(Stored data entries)
_ _ _ _
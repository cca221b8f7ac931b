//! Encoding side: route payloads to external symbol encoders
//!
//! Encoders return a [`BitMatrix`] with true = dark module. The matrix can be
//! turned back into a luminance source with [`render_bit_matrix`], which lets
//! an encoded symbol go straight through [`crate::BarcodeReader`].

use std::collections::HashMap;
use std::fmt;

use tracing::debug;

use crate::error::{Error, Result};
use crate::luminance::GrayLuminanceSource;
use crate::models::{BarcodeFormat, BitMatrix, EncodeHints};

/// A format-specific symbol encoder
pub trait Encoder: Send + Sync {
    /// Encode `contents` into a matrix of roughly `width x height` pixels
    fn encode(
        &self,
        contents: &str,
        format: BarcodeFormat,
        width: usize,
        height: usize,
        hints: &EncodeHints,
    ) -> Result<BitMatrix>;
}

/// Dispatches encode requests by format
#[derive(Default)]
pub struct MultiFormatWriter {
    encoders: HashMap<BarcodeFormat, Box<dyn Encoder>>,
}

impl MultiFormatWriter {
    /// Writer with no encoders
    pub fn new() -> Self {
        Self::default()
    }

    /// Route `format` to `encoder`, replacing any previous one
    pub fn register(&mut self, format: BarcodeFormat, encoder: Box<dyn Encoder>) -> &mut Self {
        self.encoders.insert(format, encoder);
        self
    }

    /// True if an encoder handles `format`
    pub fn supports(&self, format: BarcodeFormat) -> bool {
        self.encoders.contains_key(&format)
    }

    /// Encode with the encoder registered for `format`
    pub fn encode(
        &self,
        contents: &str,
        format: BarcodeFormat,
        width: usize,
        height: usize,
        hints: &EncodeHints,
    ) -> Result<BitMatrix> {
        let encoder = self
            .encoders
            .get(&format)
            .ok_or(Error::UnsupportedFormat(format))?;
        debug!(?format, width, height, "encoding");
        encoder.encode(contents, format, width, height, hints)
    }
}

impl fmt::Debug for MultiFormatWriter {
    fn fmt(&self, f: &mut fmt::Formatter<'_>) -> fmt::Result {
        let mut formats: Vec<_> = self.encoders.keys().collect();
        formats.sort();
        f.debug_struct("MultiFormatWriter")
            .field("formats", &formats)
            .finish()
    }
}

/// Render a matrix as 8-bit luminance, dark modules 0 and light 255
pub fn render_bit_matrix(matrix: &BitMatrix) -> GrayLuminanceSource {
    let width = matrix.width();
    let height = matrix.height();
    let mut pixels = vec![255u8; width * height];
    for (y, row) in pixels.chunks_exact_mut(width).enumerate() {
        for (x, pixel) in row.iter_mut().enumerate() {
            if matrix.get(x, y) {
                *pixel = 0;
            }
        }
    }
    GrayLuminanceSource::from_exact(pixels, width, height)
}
_ _ _ _
■ **Your goal**: Having read the entries, repeat them all exactly.

■ **Answer space**:
repository cca221b8f7ac931b
//! Encoding side: route payloads to external symbol encoders
//!
//! Encoders return a [`BitMatrix`] with true = dark module. The matrix can be
//! turned back into a luminance source with [`render_bit_matrix`], which lets
//! an encoded symbol go straight through [`crate::BarcodeReader`].

use std::collections::HashMap;
use std::fmt;

use tracing::debug;

use crate::error::{Error, Result};
use crate::luminance::GrayLuminanceSource;
use crate::models::{BarcodeFormat, BitMatrix, EncodeHints};

/// A format-specific symbol encoder
pub trait Encoder: Send + Sync {
    /// Encode `contents` into a matrix of roughly `width x height` pixels
    fn encode(
        &self,
        contents: &str,
        format: BarcodeFormat,
        width: usize,
        height: usize,
        hints: &EncodeHints,
    ) -> Result<BitMatrix>;
}

/// Dispatches encode requests by format
#[derive(Default)]
pub struct MultiFormatWriter {
    encoders: HashMap<BarcodeFormat, Box<dyn Encoder>>,
}

impl MultiFormatWriter {
    /// Writer with no encoders
    pub fn new() -> Self {
        Self::default()
    }

    /// Route `format` to `encoder`, replacing any previous one
    pub fn register(&mut self, format: BarcodeFormat, encoder: Box<dyn Encoder>) -> &mut Self {
        self.encoders.insert(format, encoder);
        self
    }

    /// True if an encoder handles `format`
    pub fn supports(&self, format: BarcodeFormat) -> bool {
        self.encoders.contains_key(&format)
    }

    /// Encode with the encoder registered for `format`
    pub fn encode(
        &self,
        contents: &str,
        format: BarcodeFormat,
        width: usize,
        height: usize,
        hints: &EncodeHints,
    ) -> Result<BitMatrix> {
        let encoder = self
            .encoders
            .get(&format)
            .ok_or(Error::UnsupportedFormat(format))?;
        debug!(?format, width, height, "encoding");
        encoder.encode(contents, format, width, height, hints)
    }
}

impl fmt::Debug for MultiFormatWriter {
    fn fmt(&self, f: &mut fmt::Formatter<'_>) -> fmt::Result {
        let mut formats: Vec<_> = self.encoders.keys().collect();
        formats.sort();
        f.debug_struct("MultiFormatWriter")
            .field("formats", &formats)
            .finish()
    }
}

/// Render a matrix as 8-bit luminance, dark modules 0 and light 255
pub fn render_bit_matrix(matrix: &BitMatrix) -> GrayLuminanceSource {
    let width = matrix.width();
    let height = matrix.height();
    let mut pixels = vec![255u8; width * height];
    for (y, row) in pixels.chunks_exact_mut(width).enumerate() {
        for (x, pixel) in row.iter_mut().enumerate() {
            if matrix.get(x, y) {
                *pixel = 0;
            }
        }
    }
    GrayLuminanceSource::from_exact(pixels, width, height)
}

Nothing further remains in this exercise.